Many of the elected union leaders were openly gay and even held high positions in labor federations. One straight African-American official of the MCSU said that “in 1936 we developed this slogan: It’s anti-union to red-bait, race-bait, or queen-bait. We also put it this way: if you let them red-bait, they’ll race-bait, and if you let them race-bait, they’ll queen-bait. That’s why we all have to stick together.”
Thanks to the domestic Cold War, McCarthyism, and the incessant red-baiting by a rival company union, the MCSU was destroyed in the early 1950s, and many of its leaders jailed under the Taft-Hartley Act prohibiting Communists from holding union office.
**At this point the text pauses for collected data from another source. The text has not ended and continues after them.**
/// A one-shot delay advanced by the host's frame loop.
///
/// Cancelling is idempotent: cancelling a timer that already fired (or was already
/// cancelled) does nothing.
#[derive(Clone, Copy, Debug, PartialEq)]
pub struct Timeout {
    delay: f64,
    remaining: f64,
    state: TimeoutState,
}

/// Lifecycle of a [`Timeout`].
#[derive(Clone, Copy, Debug, PartialEq, Eq)]
pub enum TimeoutState {
    /// Counting down.
    Pending,
    /// Delay elapsed; the timer fired exactly once.
    Fired,
    /// Cancelled before firing.
    Cancelled,
}

impl Timeout {
    /// Schedules a timer that fires once `delay_secs` have been advanced.
    pub fn new(delay_secs: f64) -> Self {
        let delay = delay_secs.max(0.0);
        Self {
            delay,
            remaining: delay,
            state: TimeoutState::Pending,
        }
    }

    /// Advances the countdown. Returns `Some(leftover)` on the call that fires the timer,
    /// where `leftover` is the part of `dt` past the deadline.
    pub fn advance(&mut self, dt: f64) -> Option<f64> {
        if self.state != TimeoutState::Pending {
            return None;
        }
        let dt = dt.max(0.0);
        if dt < self.remaining {
            self.remaining -= dt;
            return None;
        }
        let leftover = dt - self.remaining;
        self.remaining = 0.0;
        self.state = TimeoutState::Fired;
        Some(leftover)
    }

    /// Cancels a pending timer. Returns whether anything was cancelled.
    pub fn cancel(&mut self) -> bool {
        if self.state != TimeoutState::Pending {
            return false;
        }
        self.state = TimeoutState::Cancelled;
        true
    }

    /// Where the timer is in its lifecycle.
    pub fn state(&self) -> TimeoutState {
        self.state
    }

    /// Still counting down.
    pub fn is_pending(&self) -> bool {
        self.state == TimeoutState::Pending
    }

    /// The delay the timer was scheduled with.
    pub fn delay(&self) -> f64 {
        self.delay
    }

    /// Seconds left before the timer fires.
    pub fn remaining(&self) -> f64 {
        self.remaining
    }
}

#[cfg(test)]
#[path = "../../tests/unit/animation/timer.rs"]
mod tests;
The chapters in “My Desire for History” drawn from Bérubé’s drafts of his unfinished book portraying the solidarity created between the “queens” and other workers in their struggles are fresh and new, even to those of us familiar with labor history. Sadly, he died before the MCSU’s untold story could be completed.
Equally penetrating are Bérubé’s reflections on the inter-relationship among class, race, and gender and sexuality that animated so much of his work, for he insisted, correctly, that “an understanding of virtually any aspect of modern queer culture must be, not merely incomplete, but damaged in its central substance to the degree that it does not incorporate a critical analysis of modern class relations.”
D’Emilio and Freedman deserve our unreserved thanks for rescuing these significant Bérubé writings from obscurity, and for making his courageous life’s story available to us all. “My Desire for History” will be a rich and thought-provoking addition to your library. Do yourself a favor and buy it.